Items from a data source:
----------

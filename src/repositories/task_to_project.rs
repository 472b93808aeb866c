use crate::framework::{RelationshipRepository, RepositoryError, Resource, ResourceId};
use crate::model::Task;
use crate::repositories::SampleError;
use crate::store::{LinkKey, LinkStoreClient};
use async_trait::async_trait;
use tracing::{debug, instrument};

/// Links a [`Task`] to the project it belongs to.
#[derive(Debug, Clone)]
pub struct TaskToProjectRepository {
    links: LinkStoreClient,
}

impl TaskToProjectRepository {
    pub fn new(links: LinkStoreClient) -> Self {
        Self { links }
    }
}

#[async_trait]
impl RelationshipRepository for TaskToProjectRepository {
    #[instrument(skip(self, owner), fields(entity_type = Task::TYPE))]
    async fn set_one(
        &self,
        owner: &mut dyn Resource,
        target_id: ResourceId,
        field_name: &str,
    ) -> Result<(), RepositoryError> {
        let task = owner
            .downcast_mut::<Task>()
            .ok_or(SampleError::WrongOwner { expected: Task::TYPE })?;
        if field_name != Task::PROJECT {
            return Err(SampleError::UnsupportedField {
                owner: Task::TYPE,
                field: field_name.to_string(),
            }
            .into());
        }
        let project_id = target_id
            .as_i64()
            .ok_or_else(|| SampleError::NonNumericId(target_id.to_string()))?;
        let task_id = task.id.ok_or(SampleError::MissingOwnerId(Task::TYPE))?;

        let key = LinkKey::new(Task::TYPE, ResourceId::Long(task_id), field_name);
        self.links
            .set(key, vec![target_id])
            .await
            .map_err(SampleError::from)?;
        task.project = Some(project_id);
        debug!(task_id, project_id, "Task linked to project");
        Ok(())
    }

    async fn set_many(
        &self,
        _owner: &mut dyn Resource,
        _target_ids: Vec<ResourceId>,
        field_name: &str,
    ) -> Result<(), RepositoryError> {
        Err(SampleError::UnsupportedField {
            owner: Task::TYPE,
            field: field_name.to_string(),
        }
        .into())
    }
}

----------

▶ [What to work on] Give back the data above, repeating every record exactly.

▶ [Solution below]
filename src/repositories/task_to_project.rs
repository 472b93808aeb866c
use crate::framework::{RelationshipRepository, RepositoryError, Resource, ResourceId};
use crate::model::Task;
use crate::repositories::SampleError;
use crate::store::{LinkKey, LinkStoreClient};
use async_trait::async_trait;
use tracing::{debug, instrument};

/// Links a [`Task`] to the project it belongs to.
#[derive(Debug, Clone)]
pub struct TaskToProjectRepository {
    links: LinkStoreClient,
}

impl TaskToProjectRepository {
    pub fn new(links: LinkStoreClient) -> Self {
        Self { links }
    }
}

#[async_trait]
impl RelationshipRepository for TaskToProjectRepository {
    #[instrument(skip(self, owner), fields(entity_type = Task::TYPE))]
    async fn set_one(
        &self,
        owner: &mut dyn Resource,
        target_id: ResourceId,
        field_name: &str,
    ) -> Result<(), RepositoryError> {
        let task = owner
            .downcast_mut::<Task>()
            .ok_or(SampleError::WrongOwner { expected: Task::TYPE })?;
        if field_name != Task::PROJECT {
            return Err(SampleError::UnsupportedField {
                owner: Task::TYPE,
                field: field_name.to_string(),
            }
            .into());
        }
        let project_id = target_id
            .as_i64()
            .ok_or_else(|| SampleError::NonNumericId(target_id.to_string()))?;
        let task_id = task.id.ok_or(SampleError::MissingOwnerId(Task::TYPE))?;

        let key = LinkKey::new(Task::TYPE, ResourceId::Long(task_id), field_name);
        self.links
            .set(key, vec![target_id])
            .await
            .map_err(SampleError::from)?;
        task.project = Some(project_id);
        debug!(task_id, project_id, "Task linked to project");
        Ok(())
    }

    async fn set_many(
        &self,
        _owner: &mut dyn Resource,
        _target_ids: Vec<ResourceId>,
        field_name: &str,
    ) -> Result<(), RepositoryError> {
        Err(SampleError::UnsupportedField {
            owner: Task::TYPE,
            field: field_name.to_string(),
        }
        .into())
    }
}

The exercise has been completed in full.